Configuring pnicogen rings in skutterudites for low phonon conductivity

During the past dozen or so years, skutterudites have attracted much interest as prospective thermoelectric materials for power-generation applications in the temperature range 500K - 850K. Primary interest was focused on filled forms of skutterudites where loosely-bonded filler species resonantly scatter normal phonon modes of the structure thus reducing the lattice thermal conductivity. Using this approach with multiple fillers and incorporating various forms of nanoinclusions, impressive figures of merit ZT = 1.5-1.7 have been reported with n-type filled skutterudites. Since the dominant heat-carrying modes in skutterudites are associated with vibrations of the pnicogen rings, disruptions of the ring structure by substitutional alloying should be a similarly effective approach of lowering the lattice thermal conductivity.
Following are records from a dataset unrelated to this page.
//! In-memory data source, optionally seeded from a JSON snapshot.
//!
//! Accepted snapshot shapes:
//!
//! ```json
//! { "documents": [ ... ], "categories": ["Food", "Travel"] }
//! ```
//!
//! or a bare array of posts. Posts may use either the plain field names or
//! the hosted document store's (`$id`, `$createdAt`, `content`, ...), so a
//! `listDocuments` export loads as-is.

use std::collections::HashSet;
use std::path::Path;
use std::sync::Arc;

use async_trait::async_trait;
use blogfeed_core::{Error, Result};
use blogfeed_engine::ContentItem;
use chrono::Utc;
use serde::Deserialize;
use tokio::sync::Mutex;
use uuid::Uuid;

use crate::fields::ItemFields;
use crate::provider::{category_hint, search_hint, DataSource};

/// Categories offered when a snapshot does not list its own.
pub const DEFAULT_CATEGORIES: [&str; 6] = [
    "Entertainment",
    "Food",
    "Science",
    "Sports",
    "Travel",
    "Technology",
];

/// A [`DataSource`] held entirely in memory.
///
/// Clones share the same documents. Documents are kept most recent first.
#[derive(Clone)]
pub struct MemorySource {
    documents: Arc<Mutex<Vec<ContentItem>>>,
    categories: Arc<Vec<String>>,
}

#[derive(Deserialize)]
#[serde(untagged)]
enum Snapshot {
    Wrapped {
        documents: Vec<ContentItem>,
        #[serde(default)]
        categories: Vec<String>,
    },
    Bare(Vec<ContentItem>),
}

impl MemorySource {
    /// Create an empty source with the default categories.
    pub fn new() -> Self {
        Self::build(Vec::new(), Vec::new())
    }

    /// Create a source holding `documents`, in the given order.
    ///
    /// Returns `Error::Validation` if two documents share an identifier.
    pub fn from_documents(documents: Vec<ContentItem>) -> Result<Self> {
        check_unique(&documents)?;
        Ok(Self::build(documents, Vec::new()))
    }

    /// Parse a JSON snapshot.
    pub fn from_json_str(json: &str) -> Result<Self> {
        let (documents, categories) = match serde_json::from_str::<Snapshot>(json)? {
            Snapshot::Wrapped {
                documents,
                categories,
            } => (documents, categories),
            Snapshot::Bare(documents) => (documents, Vec::new()),
        };
        check_unique(&documents)?;
        Ok(Self::build(documents, categories))
    }

    /// Read and parse a JSON snapshot file.
    pub async fn load(path: impl AsRef<Path>) -> Result<Self> {
        let path = path.as_ref();
        let json = tokio::fs::read_to_string(path)
            .await
            .map_err(|e| Error::io_with_path(e, path))?;
        let source = Self::from_json_str(&json)?;
        log::debug!("Loaded snapshot from {}", path.display());
        Ok(source)
    }

    /// Replace the offered category list. An empty list restores the defaults.
    pub fn with_categories<S: Into<String>>(
        mut self,
        categories: impl IntoIterator<Item = S>,
    ) -> Self {
        let categories = categories.into_iter().map(Into::into).collect();
        self.categories = Arc::new(or_defaults(categories));
        self
    }

    /// Number of stored documents.
    pub async fn len(&self) -> usize {
        self.documents.lock().await.len()
    }

    /// Whether the store holds no documents.
    pub async fn is_empty(&self) -> bool {
        self.documents.lock().await.is_empty()
    }

    fn build(documents: Vec<ContentItem>, categories: Vec<String>) -> Self {
        Self {
            documents: Arc::new(Mutex::new(documents)),
            categories: Arc::new(or_defaults(categories)),
        }
    }
}

impl Default for MemorySource {
    fn default() -> Self {
        Self::new()
    }
}

fn or_defaults(categories: Vec<String>) -> Vec<String> {
    if categories.is_empty() {
        DEFAULT_CATEGORIES.iter().map(|c| c.to_string()).collect()
    } else {
        categories
    }
}

fn check_unique(documents: &[ContentItem]) -> Result<()> {
    let mut seen = HashSet::new();
    for doc in documents {
        if !seen.insert(doc.id()) {
            return Err(Error::validation(format!(
                "duplicate post id '{}' in snapshot",
                doc.id()
            )));
        }
    }
    Ok(())
}

fn prepare(fields: ItemFields) -> Result<ItemFields> {
    let fields = fields.normalized();
    fields.validate()?;
    Ok(fields)
}

#[async_trait]
impl DataSource for MemorySource {
    async fn fetch_all(
        &self,
        category: Option<&str>,
        search: Option<&str>,
    ) -> Result<Vec<ContentItem>> {
        let category = category_hint(category);
        let needle = search_hint(search).map(str::to_lowercase);
        let documents = self.documents.lock().await;

        Ok(documents
            .iter()
            .filter(|doc| category.is_none_or(|c| doc.category() == c))
            .filter(|doc| {
                needle
                    .as_deref()
                    .is_none_or(|n| doc.title().to_lowercase().contains(n))
            })
            .cloned()
            .collect())
    }

    async fn get(&self, id: &str) -> Result<ContentItem> {
        let documents = self.documents.lock().await;
        documents
            .iter()
            .find(|doc| doc.id() == id)
            .cloned()
            .ok_or_else(|| Error::not_found(format!("post '{id}'")))
    }

    async fn create(&self, fields: ItemFields) -> Result<ContentItem> {
        let fields = prepare(fields)?;
        let id = Uuid::new_v4().simple().to_string();
        let item = fields.into_item(id, Utc::now(), None);

        let mut documents = self.documents.lock().await;
        documents.insert(0, item.clone());
        log::debug!("Created post {}", item.id());
        Ok(item)
    }

    async fn update(&self, id: &str, fields: ItemFields) -> Result<ContentItem> {
        let fields = prepare(fields)?;
        let mut documents = self.documents.lock().await;
        let slot = documents
            .iter_mut()
            .find(|doc| doc.id() == id)
            .ok_or_else(|| Error::not_found(format!("post '{id}'")))?;

        let item = fields.into_item(id, slot.created_at(), Some(Utc::now()));
        *slot = item.clone();
        log::debug!("Updated post {id}");
        Ok(item)
    }

    async fn remove(&self, id: &str) -> Result<()> {
        let mut documents = self.documents.lock().await;
        let index = documents
            .iter()
            .position(|doc| doc.id() == id)
            .ok_or_else(|| Error::not_found(format!("post '{id}'")))?;
        documents.remove(index);
        log::debug!("Removed post {id}");
        Ok(())
    }

    async fn list_categories(&self) -> Result<Vec<String>> {
        Ok(self.categories.as_ref().clone())
    }

    fn name(&self) -> &str {
        "memory"
    }
}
In this talk I discuss our recent work exploring alloying configurations of pnicogen rings that yield particularly low values of the thermal conductivity. We found that compensated double-substitution (replacing two Sb atoms with one atom each from the column IV and column VI elements) is a very effective approach. Our ab initio calculations, in combination with a cluster expansion, have allowed us to identify stable alloy configurations on the Sb rings. Subsequent molecular and lattice dynamics simulations on low energy configurations established the range of atomic displacement parameters and values of the thermal conductivity. Theoretical results turned out to be in good agreement with our experimental thermal conductivity values. Combining both approaches of compensated double-substitution and filling of structural cages should be an effective way of further improving the thermoelectric figure of merit of skutterudites.